Meyerowitz has masterfully captured a fleeting moment in time, putting inside the frame the many things simultaneously happening and interacting to each other, the unfolding stream of events visible in the picture, leveraging his outstanding skill and experience as a street photographer and his deep insight of human condition.

In this regard, there is a tremendously powerful triangle made up by the four persons occupying the center of the picture (the worker with the hammer, the young boy carrying boxes on a trolley, the woman on the bicycle and the young man nearest to the camera and wearing a grey jacket, white shirt and black tie.

This is by far the most significant area of the image, fraught with tension and fidget, whose climax is reached by the point of the right shoe of the man fallen on the ground, which is aiming towards the bus on the right, in opposite direction to the left boot of the worker, which is advancing in the air, almost touching the right side of his waist.

Needless to say that the out of image feet of the young boy clad in grey jacket and located on the left of the image also advance in opposite direction to the point of the right shoe of the man lying on the floor. He is doing his best to walk away from the place as soon as possible, in the same way as the worker and the other young man taking product boxes in a trolley.

And the woman on a bicycle will resume her march when the traffic at a standstill beyond her starts moving.

© Joel Meyerowitz

Therefore, the apparent dynamism of middle and left area of the image makes a stark contrast with the unconscious and motionless man on the floor.

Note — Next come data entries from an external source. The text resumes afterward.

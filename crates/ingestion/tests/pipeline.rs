//! End-to-end runs: in-memory archive, staged files, SQLite sink.

mod common;

use std::path::Path;
use std::sync::Arc;

use bytes::Bytes;
use chrono::NaiveDate;
use tokio_util::sync::CancellationToken;

use ingestion::{
    FileStatus, ForecastRunKey, ForecastSink, MemoryDecoder, MemorySource, Pipeline,
    PipelineOptions, Stager, TargetPoint, VariableResolver,
};
use storage::{ForecastStore, NaturalKey, RemoteSource, DEFAULT_TABLE_NAME};
use test_utils::{assert_approx_eq, concat_messages, count_files, temp_dir, Grib2Builder};

use common::{dewpoint, reference_valid_time, resolver, run_key, staging_options, temperature};

fn object_key(hour: u32) -> String {
    format!("hrrr.20240101/conus/hrrr.t06z.wrfsfcf{:02}.grib2", hour)
}

fn points() -> Vec<TargetPoint> {
    vec![TargetPoint::new("A", 11.1, 20.9)]
}

struct Harness {
    source: RemoteSource,
    decoder: MemoryDecoder,
    store: ForecastStore,
    variables: Arc<VariableResolver>,
}

impl Harness {
    async fn new(variables: &[&str]) -> Self {
        Self {
            source: RemoteSource::in_memory(),
            decoder: MemoryDecoder::new(),
            store: ForecastStore::open_memory(DEFAULT_TABLE_NAME).await.unwrap(),
            variables: resolver(variables),
        }
    }

    /// Publish a forecast hour whose staged bytes decode to `source`.
    async fn publish(&mut self, hour: u32, source: MemorySource) {
        let key = object_key(hour);
        self.source
            .put(&key, Bytes::from(format!("GRIB {}", hour)))
            .await
            .unwrap();
        self.decoder = std::mem::take(&mut self.decoder).with_file(key, source);
    }

    fn pipeline(&self, staging_dir: &Path, points: Vec<TargetPoint>) -> Pipeline {
        let stager = Stager::new(
            self.source.clone(),
            staging_options(staging_dir, true),
            self.variables.clone(),
        );
        let sink: Arc<dyn ForecastSink> = Arc::new(self.store.clone());
        Pipeline::new(
            stager,
            sink,
            self.variables.clone(),
            points,
            PipelineOptions::default(),
        )
        .with_decoders(Arc::new(self.decoder.clone()))
    }
}

fn temperature_key() -> NaturalKey {
    NaturalKey {
        run_date: NaiveDate::from_ymd_opt(2024, 1, 1).unwrap(),
        cycle: "06".to_string(),
        forecast_hour: 5,
        variable_name: "temperature_2m".to_string(),
        point_id: "A".to_string(),
    }
}

#[tokio::test]
async fn test_rerun_keeps_one_row_per_key() {
    let dir = temp_dir();
    let mut h = Harness::new(&["temperature_2m"]).await;
    h.publish(5, MemorySource::new(vec![temperature(0, 5)])).await;
    let pipeline = h.pipeline(dir.path(), points());

    let first = pipeline.run(&[run_key(5)]).await;
    assert_eq!(first.files_processed(), 1);
    assert_eq!(first.outcome().inserted, 1);

    let second = pipeline.run(&[run_key(5)]).await;
    assert_eq!(second.files_processed(), 1);
    assert_eq!(second.outcome().inserted, 0);
    assert_eq!(second.outcome().unchanged, 1);

    assert_eq!(h.store.count().await.unwrap(), 1);
    let stored = h.store.fetch(&temperature_key()).await.unwrap().unwrap();
    assert_eq!(stored.record.value, Some(104.0));
    assert_eq!(stored.record.valid_time, reference_valid_time(5));
    assert_eq!((stored.record.grid_latitude, stored.record.grid_longitude), (11.0, 21.0));
    assert!(!stored.record.out_of_domain);
    assert_eq!(stored.record.source, object_key(5));
    assert_eq!(count_files(dir.path()), 0);
}

#[tokio::test]
async fn test_changed_value_is_updated_in_place() {
    let dir = temp_dir();
    let mut h = Harness::new(&["temperature_2m"]).await;
    h.publish(5, MemorySource::new(vec![temperature(0, 5)])).await;
    h.pipeline(dir.path(), points()).run(&[run_key(5)]).await;

    let mut revised = temperature(0, 5);
    revised.values[4] = 290.5;
    h.publish(5, MemorySource::new(vec![revised])).await;
    let summary = h.pipeline(dir.path(), points()).run(&[run_key(5)]).await;

    assert_eq!(summary.outcome().updated, 1);
    assert_eq!(h.store.count().await.unwrap(), 1);
    let stored = h.store.fetch(&temperature_key()).await.unwrap().unwrap();
    assert_eq!(stored.record.value, Some(290.5));
}

#[tokio::test]
async fn test_missing_hour_is_skipped() {
    let dir = temp_dir();
    let mut h = Harness::new(&["temperature_2m"]).await;
    h.publish(5, MemorySource::new(vec![temperature(0, 5)])).await;

    let summary = h
        .pipeline(dir.path(), points())
        .run(&[run_key(5), run_key(99)])
        .await;

    assert_eq!(summary.files_attempted(), 2);
    assert_eq!(summary.files_processed(), 1);
    assert_eq!(summary.files_not_available(), 1);
    assert_eq!(summary.files_failed(), 0);

    let missing = &summary.reports[1];
    assert_eq!(missing.run_key.forecast_hour, 99);
    assert_eq!(missing.status, FileStatus::NotAvailable);
    assert_eq!(missing.records, 0);

    let rows = h.store.fetch_all().await.unwrap();
    assert_eq!(rows.len(), 1);
    assert!(rows.iter().all(|r| r.record.key.forecast_hour == 5));
}

#[tokio::test]
async fn test_decode_failure_removes_staged_file() {
    let dir = temp_dir();
    let mut h = Harness::new(&["temperature_2m", "dewpoint_2m"]).await;
    h.publish(
        5,
        MemorySource::new(vec![temperature(0, 5), dewpoint(1, 5)]).failing_at(1),
    )
    .await;
    h.publish(6, MemorySource::new(vec![temperature(0, 6), dewpoint(1, 6)]))
        .await;

    let summary = h
        .pipeline(dir.path(), points())
        .run(&[run_key(5), run_key(6)])
        .await;

    assert_eq!(summary.reports[0].status, FileStatus::CorruptFile);
    assert!(summary.reports[0]
        .error
        .as_deref()
        .unwrap()
        .contains(&object_key(5)));
    assert_eq!(summary.reports[1].status, FileStatus::Processed);
    assert_eq!(summary.files_failed(), 1);

    // Nothing from the corrupt file is written, even the message before the failure
    let rows = h.store.fetch_all().await.unwrap();
    assert_eq!(rows.len(), 2);
    assert!(rows.iter().all(|r| r.record.key.forecast_hour == 6));
    assert_eq!(count_files(dir.path()), 0);
}

#[tokio::test]
async fn test_grid_index_shared_across_files() {
    let dir = temp_dir();
    let mut h = Harness::new(&["temperature_2m", "dewpoint_2m"]).await;
    for hour in 0..4 {
        h.publish(
            hour,
            MemorySource::new(vec![temperature(0, hour), dewpoint(1, hour)]),
        )
        .await;
    }
    let pipeline = h.pipeline(dir.path(), points());

    let plan: Vec<ForecastRunKey> = (0..4).map(run_key).collect();
    let summary = pipeline.run(&plan).await;

    assert_eq!(summary.files_processed(), 4);
    assert_eq!(summary.messages_matched(), 8);
    assert_eq!(summary.records_written(), 8);
    let stats = pipeline.grid_cache().stats();
    assert_eq!(stats.builds, 1);
    assert_eq!(stats.entries, 1);

    // Reports come back in plan order regardless of completion order
    let hours: Vec<u32> = summary.reports.iter().map(|r| r.run_key.forecast_hour).collect();
    assert_eq!(hours, vec![0, 1, 2, 3]);
}

#[tokio::test]
async fn test_far_point_is_stored_and_flagged() {
    let dir = temp_dir();
    let mut h = Harness::new(&["temperature_2m"]).await;
    h.publish(5, MemorySource::new(vec![temperature(0, 5)])).await;

    let points = vec![
        TargetPoint::new("A", 11.1, 20.9),
        TargetPoint::new("far", 40.0, -100.0),
    ];
    let summary = h.pipeline(dir.path(), points).run(&[run_key(5)]).await;

    assert_eq!(summary.out_of_domain(), 1);
    let mut key = temperature_key();
    key.point_id = "far".to_string();
    let far = h.store.fetch(&key).await.unwrap().unwrap();
    assert!(far.record.out_of_domain);
    assert!(far.record.distance_km > 50.0);
    assert!(far.record.value.is_some());
}

#[tokio::test]
async fn test_missing_data_is_stored_as_null() {
    let dir = temp_dir();
    let mut h = Harness::new(&["temperature_2m"]).await;
    let mut message = temperature(0, 5);
    message.values[4] = f32::NAN;
    h.publish(5, MemorySource::new(vec![message])).await;

    h.pipeline(dir.path(), points()).run(&[run_key(5)]).await;

    let stored = h.store.fetch(&temperature_key()).await.unwrap().unwrap();
    assert_eq!(stored.record.value, None);
}

#[tokio::test]
async fn test_first_message_per_variable_wins() {
    let dir = temp_dir();
    let mut h = Harness::new(&["temperature_2m"]).await;
    let mut later = temperature(1, 5);
    later.values[4] = 1.0;
    h.publish(5, MemorySource::new(vec![temperature(0, 5), later]))
        .await;

    let summary = h.pipeline(dir.path(), points()).run(&[run_key(5)]).await;

    assert_eq!(summary.messages_scanned(), 2);
    assert_eq!(summary.messages_matched(), 1);
    let stored = h.store.fetch(&temperature_key()).await.unwrap().unwrap();
    assert_eq!(stored.record.value, Some(104.0));
}

#[tokio::test]
async fn test_cancelled_run_leaves_no_files() {
    let dir = temp_dir();
    let mut h = Harness::new(&["temperature_2m"]).await;
    h.publish(5, MemorySource::new(vec![temperature(0, 5)])).await;

    let token = CancellationToken::new();
    token.cancel();
    let summary = h
        .pipeline(dir.path(), points())
        .with_cancellation(token)
        .run(&[run_key(5)])
        .await;

    assert_eq!(summary.reports[0].status, FileStatus::Cancelled);
    assert_eq!(summary.files_failed(), 0);
    assert_eq!(h.store.count().await.unwrap(), 0);
    assert_eq!(count_files(dir.path()), 0);
}

#[tokio::test]
async fn test_summary_lists_missing_variables() {
    let dir = temp_dir();
    let mut h = Harness::new(&["temperature_2m", "dewpoint_2m"]).await;
    h.publish(5, MemorySource::new(vec![temperature(0, 5)])).await;

    let summary = h
        .pipeline(dir.path(), points())
        .run(&[run_key(5), run_key(99)])
        .await;

    assert_eq!(summary.variables_missing(), vec!["dewpoint_2m"]);
    let text = summary.render();
    assert!(text.contains("[x] temperature_2m"), "{}", text);
    assert!(text.contains("[ ] dewpoint_2m"), "{}", text);
    assert!(text.contains("20240101/06z/f99 not_available"), "{}", text);
}

// Real GRIB2 bytes through the default decoder. None of these messages is
// requested, so the file is scanned end to end without decoding values.
#[tokio::test]
async fn test_grib2_file_without_requested_messages() {
    let dir = temp_dir();
    let h = Harness::new(&["temperature_2m"]).await;
    let file = concat_messages(&[
        Grib2Builder::latlon(3, 3, 10.0, 20.0, 1.0)
            .with_parameter(0, 0, 6)
            .with_forecast_hour(5)
            .build(),
        Grib2Builder::latlon(3, 3, 10.0, 20.0, 1.0)
            .with_parameter(0, 2, 2)
            .with_level(103, 10)
            .with_forecast_hour(5)
            .build(),
    ]);
    h.source
        .put(&object_key(5), Bytes::from(file))
        .await
        .unwrap();

    let summary = h
        .pipeline(dir.path(), points())
        .with_decoders(Arc::new(ingestion::Grib2Decoder))
        .run(&[run_key(5)])
        .await;

    let report = &summary.reports[0];
    assert_eq!(report.status, FileStatus::Processed);
    assert_eq!(report.messages_scanned, 2);
    assert_eq!(report.messages_matched, 0);
    assert_eq!(h.store.count().await.unwrap(), 0);
    assert_eq!(count_files(dir.path()), 0);
}

#[tokio::test]
async fn test_grib2_values_reach_the_store() {
    let dir = temp_dir();
    let h = Harness::new(&["temperature_2m", "dewpoint_2m"]).await;
    let file = concat_messages(&[
        Grib2Builder::latlon(3, 3, 10.0, 20.0, 1.0)
            .with_parameter(0, 3, 0)
            .with_level(1, 0)
            .with_forecast_hour(5)
            .build(),
        Grib2Builder::latlon(3, 3, 10.0, 20.0, 1.0)
            .with_parameter(0, 0, 6)
            .with_forecast_hour(5)
            .with_data((0..9).map(|i| 90.0 + i as f32).collect())
            .build(),
        Grib2Builder::latlon(3, 3, 10.0, 20.0, 1.0)
            .with_forecast_hour(5)
            .with_data((0..9).map(|i| 100.0 + i as f32).collect())
            .build(),
    ]);
    h.source
        .put(&object_key(5), Bytes::from(file))
        .await
        .unwrap();

    let summary = h
        .pipeline(dir.path(), points())
        .with_decoders(Arc::new(ingestion::Grib2Decoder))
        .run(&[run_key(5)])
        .await;

    let report = &summary.reports[0];
    assert_eq!(report.status, FileStatus::Processed, "{:?}", report.error);
    assert_eq!(report.messages_scanned, 3);
    assert_eq!(report.messages_matched, 2);
    assert_eq!(summary.outcome().inserted, 2);

    let rows: Vec<(String, Option<f64>)> = h
        .store
        .fetch_all()
        .await
        .unwrap()
        .into_iter()
        .map(|r| (r.record.key.to_string(), r.record.value))
        .collect();
    assert_eq!(rows.len(), 2);
    assert_eq!(rows[0].0, "20240101/06z/f05/dewpoint_2m/A");
    assert_approx_eq!(rows[0].1.unwrap(), 94.0, 1e-3);
    assert_eq!(rows[1].0, "20240101/06z/f05/temperature_2m/A");
    assert_approx_eq!(rows[1].1.unwrap(), 104.0, 1e-3);

    let stored = h.store.fetch(&temperature_key()).await.unwrap().unwrap();
    assert_eq!(stored.record.valid_time, reference_valid_time(5));
    assert_approx_eq!(stored.record.grid_latitude, 11.0, 1e-9);
    assert_approx_eq!(stored.record.grid_longitude, 21.0, 1e-9);
    assert_eq!(count_files(dir.path()), 0);
}

#[tokio::test]
async fn test_truncated_grib2_file_is_corrupt() {
    let dir = temp_dir();
    let h = Harness::new(&["temperature_2m"]).await;
    let mut file = Grib2Builder::latlon(3, 3, 10.0, 20.0, 1.0)
        .with_forecast_hour(5)
        .build();
    file.truncate(file.len() / 2);
    h.source
        .put(&object_key(5), Bytes::from(file))
        .await
        .unwrap();

    let summary = h
        .pipeline(dir.path(), points())
        .with_decoders(Arc::new(ingestion::Grib2Decoder))
        .run(&[run_key(5)])
        .await;

    assert_eq!(summary.reports[0].status, FileStatus::CorruptFile);
    assert_eq!(count_files(dir.path()), 0);
}
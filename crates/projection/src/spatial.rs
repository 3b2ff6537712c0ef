//! Nearest-neighbour search over grid cells.
//!
//! Cells are placed on the unit sphere as XYZ vectors and stored in an
//! implicit kd-tree (a permutation of flat indices where every sub-range's
//! median is the splitting node). Chord distance on the unit sphere is
//! monotonic with great-circle distance, so the Euclidean nearest cell is
//! also the geographically nearest one, with no special casing at the
//! antimeridian or the poles.

use std::cmp::Ordering;

use rayon::prelude::*;

use crate::{GridFingerprint, ProjectionError, Result};

/// Mean earth radius used for reported distances.
pub const EARTH_RADIUS_KM: f64 = 6371.0;

/// The cell chosen for a query point.
#[derive(Debug, Clone, Copy, PartialEq)]
pub struct Neighbor {
    /// Index into the flattened coordinate (and data) arrays.
    pub flat_index: usize,
    /// Great-circle distance from the query point to the cell centre.
    pub distance_km: f64,
}

/// Read-only spatial index for one grid geometry.
#[derive(Debug)]
pub struct GridIndex {
    fingerprint: GridFingerprint,
    ni: usize,
    nj: usize,
    lats: Vec<f64>,
    lons: Vec<f64>,
    xyz: Vec<[f64; 3]>,
    tree: Vec<usize>,
}

impl GridIndex {
    /// Build the index from flattened coordinate arrays of `ni * nj` cells.
    ///
    /// Cells with non-finite coordinates stay addressable in the arrays but
    /// are never returned by a query.
    pub fn build(
        fingerprint: GridFingerprint,
        ni: usize,
        nj: usize,
        lats: Vec<f64>,
        lons: Vec<f64>,
    ) -> Result<Self> {
        if lats.len() != lons.len() || lats.len() != ni * nj {
            return Err(ProjectionError::ShapeMismatch {
                expected: ni * nj,
                lats: lats.len(),
                lons: lons.len(),
            });
        }

        let xyz: Vec<[f64; 3]> = lats
            .iter()
            .zip(&lons)
            .map(|(&lat, &lon)| to_unit_xyz(lat, lon))
            .collect();

        let mut tree: Vec<usize> = (0..xyz.len())
            .filter(|&k| lats[k].is_finite() && lons[k].is_finite())
            .collect();
        if tree.is_empty() {
            return Err(ProjectionError::EmptyGrid);
        }

        build_subtree(&xyz, &mut tree, 0);

        Ok(Self {
            fingerprint,
            ni,
            nj,
            lats,
            lons,
            xyz,
            tree,
        })
    }

    pub fn fingerprint(&self) -> GridFingerprint {
        self.fingerprint
    }

    pub fn dimensions(&self) -> (usize, usize) {
        (self.ni, self.nj)
    }

    /// Number of cells, equal to the length of the coordinate arrays.
    pub fn len(&self) -> usize {
        self.lats.len()
    }

    pub fn is_empty(&self) -> bool {
        self.lats.is_empty()
    }

    /// Coordinates of a cell as (lat, lon) in degrees.
    pub fn coordinate(&self, flat_index: usize) -> Option<(f64, f64)> {
        Some((*self.lats.get(flat_index)?, *self.lons.get(flat_index)?))
    }

    /// Closest cell to a point. Among cells at exactly the same distance the
    /// lowest flat index wins. Returns `None` for non-finite input.
    pub fn nearest(&self, lat: f64, lon: f64) -> Option<Neighbor> {
        if !lat.is_finite() || !lon.is_finite() {
            return None;
        }

        let query = to_unit_xyz(lat, lon);
        let mut best = Best {
            dist2: f64::INFINITY,
            flat_index: usize::MAX,
        };
        self.search(&query, 0, self.tree.len(), 0, &mut best);

        if best.flat_index == usize::MAX {
            return None;
        }
        Some(Neighbor {
            flat_index: best.flat_index,
            distance_km: chord_to_km(best.dist2.sqrt()),
        })
    }

    /// Resolve many points at once, in input order.
    pub fn nearest_all(&self, points: &[(f64, f64)]) -> Vec<Option<Neighbor>> {
        points
            .par_iter()
            .map(|&(lat, lon)| self.nearest(lat, lon))
            .collect()
    }

    fn search(&self, query: &[f64; 3], lo: usize, hi: usize, depth: usize, best: &mut Best) {
        if lo >= hi {
            return;
        }
        let mid = lo + (hi - lo) / 2;
        let node = self.tree[mid];
        best.offer(dist2(query, &self.xyz[node]), node);

        let axis = depth % 3;
        let diff = query[axis] - self.xyz[node][axis];
        let (near, far) = if diff < 0.0 {
            ((lo, mid), (mid + 1, hi))
        } else {
            ((mid + 1, hi), (lo, mid))
        };

        self.search(query, near.0, near.1, depth + 1, best);
        // Equal distances across the plane may still hold a lower index.
        if diff * diff <= best.dist2 {
            self.search(query, far.0, far.1, depth + 1, best);
        }
    }
}

struct Best {
    dist2: f64,
    flat_index: usize,
}

impl Best {
    fn offer(&mut self, dist2: f64, flat_index: usize) {
        if dist2 < self.dist2 || (dist2 == self.dist2 && flat_index < self.flat_index) {
            self.dist2 = dist2;
            self.flat_index = flat_index;
        }
    }
}

fn build_subtree(xyz: &[[f64; 3]], slice: &mut [usize], depth: usize) {
    if slice.len() <= 1 {
        return;
    }
    let axis = depth % 3;
    let mid = slice.len() / 2;
    slice.select_nth_unstable_by(mid, |&a, &b| {
        xyz[a][axis]
            .partial_cmp(&xyz[b][axis])
            .unwrap_or(Ordering::Equal)
            .then(a.cmp(&b))
    });
    let (left, rest) = slice.split_at_mut(mid);
    build_subtree(xyz, left, depth + 1);
    build_subtree(xyz, &mut rest[1..], depth + 1);
}

fn to_unit_xyz(lat: f64, lon: f64) -> [f64; 3] {
    let (lat, lon) = (lat.to_radians(), lon.to_radians());
    [lat.cos() * lon.cos(), lat.cos() * lon.sin(), lat.sin()]
}

fn dist2(a: &[f64; 3], b: &[f64; 3]) -> f64 {
    let dx = a[0] - b[0];
    let dy = a[1] - b[1];
    let dz = a[2] - b[2];
    dx * dx + dy * dy + dz * dz
}

fn chord_to_km(chord: f64) -> f64 {
    2.0 * EARTH_RADIUS_KM * (chord / 2.0).min(1.0).asin()
}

And if it were not enough, the utterly turned heads looking backwards of both the woman on the bicycle in the background and the young boy with grey jacket and nearest to the camera interact visually with the young boy carrying the boxes, to such an extent that their lower intersection is the man fallen on the ground, whose stretched backwards arms pervade the image with drama, something boosted by the chains of the metallic fence spanning from the lowest left area of the picture up to beyond the workman with the hammer, especially the chain nearest to his left leg, which seems to be touching the face and stomach of the unconscious man on the floor.

The photograph makes any observer wonder how long has this man been lying unconscious on the ground, if he has just fallen or has been unaided in this position for some minutes.

Furthermore, there´s a second substantial triangle made up by the walking worker with the hammer, the young boy taking the boxes on a trolley and the young blond man standing near the back entrance of the bus and whose head protrudes while he has folded a magazine in his right hand, leaning it on his chin and lips, being pensive and not looking at the fallen man on the floor.

Simultaneously, a young boy sitting on the right back seat of the Citroen 2CV visible on the left of the image is looking through the window of both his car and the white car nearest to the woman on the bicycle, with a hand on his chin and seeing what is happening.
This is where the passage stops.